▸ Exercise materials
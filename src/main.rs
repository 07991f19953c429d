use std::path::PathBuf;
use std::process::ExitCode;

use clap::Parser;

use listener_group::config::loader::load_config;
use listener_group::config::{apply_overrides, ConfigOverrides, GroupConfig};
use listener_group::error::exit_status;
use listener_group::lifecycle::{startup, SignalWatcher};
use listener_group::observability::{logging, metrics};

#[derive(Parser)]
#[command(name = "listener-group")]
#[command(about = "Run several HTTP listeners that shut down together", long_about = None)]
struct Cli {
    /// TOML configuration file.
    #[arg(short, long)]
    config: Option<PathBuf>,

    /// Listen address; repeat for several listeners. Replaces configured listeners.
    #[arg(short, long = "listen", value_name = "ADDR")]
    listen: Vec<String>,

    /// Time each listener gets to drain after shutdown starts.
    #[arg(long)]
    grace_period_ms: Option<u64>,

    /// Artificial latency of every request.
    #[arg(long)]
    handler_delay_ms: Option<u64>,

    #[arg(long)]
    log_level: Option<String>,
}

impl Cli {
    fn overrides(&self) -> ConfigOverrides {
        ConfigOverrides {
            listen: self.listen.clone(),
            grace_period_ms: self.grace_period_ms,
            handler_delay_ms: self.handler_delay_ms,
            log_level: self.log_level.clone(),
        }
    }

    fn load_config(&self) -> listener_group::Result<GroupConfig> {
        let config = match &self.config {
            Some(path) => load_config(path)?,
            None => GroupConfig::default(),
        };
        Ok(apply_overrides(config, &self.overrides())?)
    }
}

#[tokio::main]
async fn main() -> ExitCode {
    let cli = Cli::parse();
    let config = match cli.load_config() {
        Ok(config) => config,
        Err(e) => {
            println!("{}", e);
            return ExitCode::from(exit_status(&Err(e)));
        }
    };

    if let Err(e) = logging::init_logging(&config.observability) {
        eprintln!("Failed to initialize logging: {}", e);
    }

    tracing::info!(
        listeners = config.listeners.len(),
        grace_period_ms = config.shutdown.grace_period_ms,
        handler_delay_ms = config.handler.delay_ms,
        "listener-group v0.1.0 starting"
    );

    if config.observability.metrics_enabled {
        match config.observability.metrics_address.parse() {
            Ok(addr) => {
                if let Err(e) = metrics::init_metrics(addr) {
                    tracing::error!(error = %e, "Failed to start metrics exporter");
                }
            }
            Err(_) => tracing::error!(
                metrics_address = %config.observability.metrics_address,
                "Failed to parse metrics address"
            ),
        }
    }

    // Before any listener is spawned, so an early signal is not lost.
    let watcher = match SignalWatcher::register() {
        Ok(watcher) => watcher,
        Err(e) => {
            println!("failed to register signal handlers: {}", e);
            return ExitCode::FAILURE;
        }
    };

    let result = startup::run(&config, watcher).await;
    match &result {
        Ok(()) => tracing::info!("Shutdown complete"),
        Err(e) => {
            println!("{}", e);
            if e.is_intentional() {
                tracing::info!("Shutdown complete");
            }
        }
    }
    ExitCode::from(exit_status(&result))
}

▸ Work instruction
Which lines in the listing above include the string "match"? Copy each of them.

▸ Task solution
        let config = match &self.config {
    let config = match cli.load_config() {
        match config.observability.metrics_address.parse() {
    let watcher = match SignalWatcher::register() {
    match &result {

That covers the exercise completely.